There has always been some perceived affinity between the submissive Ophelia and East Asian women. Ophelia is a paradox in world literature. Even when she appears to depend on others for her thoughts like her Western counterpart, the Ophelias in Asian adaptations adopt some rhetorical strategies to make themselves heard, balancing between eloquence and silence, shattering the stereotypes about docile Asian women.
Gender roles in Shakespeare’s plays take on new meanings when they are embodied by Asian actors. For instance, inspired by feminist voices, several South Korean adaptations of Hamlet recast Ophelia as a shaman who serves as a medium to console the dead and guide the living. Because female shamans exist outside the Confucian social structure, they have greater agency. In some instances, a shamanistic Ophelia figure frames the entire play.
In some productions, Ophelia appears as a ghost. Jo Kwang-hwa’s play, Ophelia: Sister, Come to My Bed (1995), opens with Ophelia’s funeral. Ophelia is caught between the incestuous love of Laertes and the romantic love of Hamlet. Eventually, she is abandoned by both men: Laertes has no future with her, and Hamlet must carry out his revenge mission. Possessed by the dead king’s spirit, Ophelia conveys the story of his murder and urges Hamlet to avenge his death. When the ghost of Old Hamlet appears in the form of a large puppet operated by three monks, Ophelia moves in unison with the ghost and changes her voice to that of an old man. The effect is unsettling.
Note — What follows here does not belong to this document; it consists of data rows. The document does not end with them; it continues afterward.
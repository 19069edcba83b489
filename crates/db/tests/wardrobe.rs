//! Integration tests for wardrobe persistence: catalog saves, filtering,
//! and owner scoping.

use assert_matches::assert_matches;
use best_dressed_core::wardrobe::WardrobeFilter;
use best_dressed_db::models::catalog_item::{CatalogItem, CreateCatalogItem};
use best_dressed_db::models::user::CreateUser;
use best_dressed_db::models::wardrobe_item::{CreateWardrobeItem, SaveOutcome};
use best_dressed_db::repositories::{CatalogItemRepo, UserRepo, WardrobeItemRepo};
use sqlx::PgPool;

// ---------------------------------------------------------------------------
// Helpers
// ---------------------------------------------------------------------------

async fn new_user(pool: &PgPool, username: &str) -> i64 {
    UserRepo::create(
        pool,
        &CreateUser {
            username: username.to_string(),
            email: format!("{username}@example.com"),
            password_hash: "x".to_string(),
            is_staff: false,
        },
    )
    .await
    .unwrap()
    .id
}

async fn new_catalog_item(pool: &PgPool, title: &str) -> CatalogItem {
    CatalogItemRepo::create(
        pool,
        &CreateCatalogItem {
            title: title.to_string(),
            description: format!("{title} description"),
            tag: Some("top".to_string()),
            ..Default::default()
        },
    )
    .await
    .unwrap()
}

fn manual_item(title: &str, category: &str, brand: &str, color: &str) -> CreateWardrobeItem {
    CreateWardrobeItem {
        title: title.to_string(),
        category: Some(category.to_string()),
        brand: brand.to_string(),
        color: color.to_string(),
        ..Default::default()
    }
}

// ---------------------------------------------------------------------------
// Save from catalog
// ---------------------------------------------------------------------------

#[sqlx::test(migrations = "../../db/migrations")]
async fn test_save_from_catalog_once(pool: PgPool) {
    let user = new_user(&pool, "alice").await;
    let item = new_catalog_item(&pool, "Oxford shirt").await;

    let first = WardrobeItemRepo::save_from_catalog(&pool, user, &item).await.unwrap();
    assert_matches!(first, SaveOutcome::Created(ref w) if w.catalog_item_id == Some(item.id));
    if let SaveOutcome::Created(w) = first {
        assert_eq!(w.title, "Oxford shirt");
        assert_eq!(w.category, "top");
    }

    let second = WardrobeItemRepo::save_from_catalog(&pool, user, &item).await.unwrap();
    assert_matches!(second, SaveOutcome::AlreadyExists);

    assert_eq!(WardrobeItemRepo::count_for_user(&pool, user).await.unwrap(), 1);
}

#[sqlx::test(migrations = "../../db/migrations")]
async fn test_concurrent_saves_yield_one_row(pool: PgPool) {
    let user = new_user(&pool, "bob").await;
    let item = new_catalog_item(&pool, "Chinos").await;

    let (a, b) = tokio::join!(
        WardrobeItemRepo::save_from_catalog(&pool, user, &item),
        WardrobeItemRepo::save_from_catalog(&pool, user, &item),
    );
    let outcomes = [a.unwrap(), b.unwrap()];
    let created = outcomes
        .iter()
        .filter(|o| matches!(o, SaveOutcome::Created(_)))
        .count();
    assert_eq!(created, 1);
    assert_eq!(WardrobeItemRepo::count_for_user(&pool, user).await.unwrap(), 1);
}

#[sqlx::test(migrations = "../../db/migrations")]
async fn test_same_catalog_item_for_two_users(pool: PgPool) {
    let alice = new_user(&pool, "alice").await;
    let bob = new_user(&pool, "bob").await;
    let item = new_catalog_item(&pool, "Scarf").await;

    assert_matches!(
        WardrobeItemRepo::save_from_catalog(&pool, alice, &item).await.unwrap(),
        SaveOutcome::Created(_)
    );
    assert_matches!(
        WardrobeItemRepo::save_from_catalog(&pool, bob, &item).await.unwrap(),
        SaveOutcome::Created(_)
    );
}

// ---------------------------------------------------------------------------
// Listing
// ---------------------------------------------------------------------------

#[sqlx::test(migrations = "../../db/migrations")]
async fn test_list_filters_by_category_and_search(pool: PgPool) {
    let user = new_user(&pool, "carol").await;
    WardrobeItemRepo::create(&pool, user, &manual_item("Linen shirt", "top", "Uniqlo", "white"))
        .await
        .unwrap();
    WardrobeItemRepo::create(&pool, user, &manual_item("Runner", "shoes", "Nike", "black"))
        .await
        .unwrap();
    WardrobeItemRepo::create(&pool, user, &manual_item("Boot", "shoes", "Blundstone", "brown"))
        .await
        .unwrap();

    let shoes = WardrobeItemRepo::list(&pool, user, &WardrobeFilter::from_params(Some("shoes"), None, None))
        .await
        .unwrap();
    assert_eq!(shoes.len(), 2);

    let nike = WardrobeItemRepo::list(&pool, user, &WardrobeFilter::from_params(Some("all"), Some("nIkE"), None))
        .await
        .unwrap();
    assert_eq!(nike.len(), 1);
    assert_eq!(nike[0].title, "Runner");

    let by_color = WardrobeItemRepo::list(&pool, user, &WardrobeFilter::from_params(None, Some("WHITE"), None))
        .await
        .unwrap();
    assert_eq!(by_color.len(), 1);

    let by_title = WardrobeItemRepo::list(&pool, user, &WardrobeFilter::from_params(None, None, Some("title")))
        .await
        .unwrap();
    let titles: Vec<_> = by_title.iter().map(|w| w.title.as_str()).collect();
    assert_eq!(titles, vec!["Boot", "Linen shirt", "Runner"]);

    let by_brand_desc = WardrobeItemRepo::list(&pool, user, &WardrobeFilter::from_params(None, None, Some("-brand")))
        .await
        .unwrap();
    assert_eq!(by_brand_desc[0].brand, "Uniqlo");
}

#[sqlx::test(migrations = "../../db/migrations")]
async fn test_search_wildcards_match_literally(pool: PgPool) {
    let user = new_user(&pool, "dana").await;
    WardrobeItemRepo::create(&pool, user, &manual_item("100% wool", "outerwear", "", ""))
        .await
        .unwrap();
    WardrobeItemRepo::create(&pool, user, &manual_item("1000 wool", "outerwear", "", ""))
        .await
        .unwrap();

    let hits = WardrobeItemRepo::list(&pool, user, &WardrobeFilter::from_params(None, Some("100%"), None))
        .await
        .unwrap();
    assert_eq!(hits.len(), 1);
    assert_eq!(hits[0].title, "100% wool");
}

#[sqlx::test(migrations = "../../db/migrations")]
async fn test_category_counts_are_zero_filled(pool: PgPool) {
    let user = new_user(&pool, "erin").await;
    WardrobeItemRepo::create(&pool, user, &manual_item("Tee", "top", "", ""))
        .await
        .unwrap();
    WardrobeItemRepo::create(&pool, user, &manual_item("Tank", "top", "", ""))
        .await
        .unwrap();

    let counts = WardrobeItemRepo::category_counts(&pool, user).await.unwrap();
    assert_eq!(counts.len(), 7);
    let top = counts.iter().find(|c| c.category == "top").unwrap();
    assert_eq!(top.count, 2);
    let shoes = counts.iter().find(|c| c.category == "shoes").unwrap();
    assert_eq!(shoes.count, 0);
}

// ---------------------------------------------------------------------------
// Ownership
// ---------------------------------------------------------------------------

#[sqlx::test(migrations = "../../db/migrations")]
async fn test_other_users_items_are_invisible(pool: PgPool) {
    let owner = new_user(&pool, "owner").await;
    let intruder = new_user(&pool, "intruder").await;
    let item = WardrobeItemRepo::create(&pool, owner, &manual_item("Coat", "outerwear", "", ""))
        .await
        .unwrap();

    assert!(WardrobeItemRepo::find_for_user(&pool, item.id, intruder).await.unwrap().is_none());
    assert!(WardrobeItemRepo::update(&pool, item.id, intruder, &manual_item("Mine", "top", "", ""))
        .await
        .unwrap()
        .is_none());
    assert!(!WardrobeItemRepo::delete(&pool, item.id, intruder).await.unwrap());
    assert!(WardrobeItemRepo::delete(&pool, item.id, owner).await.unwrap());
}

#[sqlx::test(migrations = "../../db/migrations")]
async fn test_catalog_delete_keeps_wardrobe_copy(pool: PgPool) {
    let user = new_user(&pool, "fay").await;
    let item = CatalogItemRepo::create(
        &pool,
        &CreateCatalogItem {
            title: "Listing".to_string(),
            description: "From a seller".to_string(),
            seller_id: Some("seller-9".to_string()),
            item_id: Some("v1|123|0".to_string()),
            ..Default::default()
        },
    )
    .await
    .unwrap();
    WardrobeItemRepo::save_from_catalog(&pool, user, &item).await.unwrap();

    let deleted = CatalogItemRepo::delete_by_seller(&pool, "seller-9").await.unwrap();
    assert_eq!(deleted, 1);

    let items = WardrobeItemRepo::list(&pool, user, &WardrobeFilter::default()).await.unwrap();
    assert_eq!(items.len(), 1);
    assert_eq!(items[0].catalog_item_id, None);
}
In other instances, Ophelia has more moral agency. In Feng Xiaogang’s martial arts film The Banquet (2006) Qing Nü, unlike Shakespeare’s Ophelia, is able to express her thoughts without going mad or resorting to singing as her only form of communication. Qing Nü is not drowned in the end, although she is still associated closely with water. Her songs allude to rivers and boating, and her intimate scenes with Hamlet often involve rain. An example of the water symbolism is a scene in a rainy courtyard where Qing Nü washes the prince’s hair as the prince looks up at the falling rain drops. As a symbol of innocence in a court of violence and intrigue, Qing Nü occupies the moral high ground. Significantly for a martial arts film, Qing Nü is the only character who is not versed in swordsmanship. Qing Nü publicly expresses her love for the prince. Her passions are uncensored and her reason is simple: she wants to accompany the prince so he will not be lonely. Unlike Shakespeare’s Ophelia, Qing Nü does not have to go mad or speak allusively to express herself.
“Reflecting the idea that strength and empowerment can take many forms, these performances counter the racialized myths about Asian women”
Not all performances of Ophelia involve female empowerment. Some productions use her fate to highlight a history of oppression. Ophelia gives away some dolls in the Japanese director Yukio Ninagawa’s Hamlet (Barbican, London, May 2015). The production featured a gigantic, tiered hina-dolls display. Actors became human-sized dolls in the play-within-a-play scene. The set is inspired by the Japanese Girls’ Day or Dolls’ Day, a festival celebrating girls’ development and well wishes for their future. Since the dolls represent hope, Ophelia’s giving away dolls rather than flowers in her mad scene carried with it a grave tone, playing as a disruption to established rituals. Dolls adrift was a metaphor for Ophelia’s drowning and evoked the eleventh-century Genji-Monogatari. The floating-doll ritual is still performed by Kamigamo and Shimogamo Shrines in Kyoto. In some instances, the previous year’s dolls are brought to the shrines to be burned. Ophelia’s life-sized dolls drew attention to the artificiality of rituals and the performance.
Reflecting the idea that strength and empowerment can take many forms, these performances counter the racialized myths about Asian women that have led to the fetishization of Asian women as subservient and dainty objects. The fetish makes Asian women interchangeable. East Asian women are seen as erotic because they are perceived to be exotic in physique and manners. While her songs still occupy the center of attention, Ophelia does not tend to stand in for lost girlhood or female madness in East Asia. The strands of girl power and fragile girlhood coexist as Asian Ophelias lay claim to their moral agency by thinking and acting on their own behalf.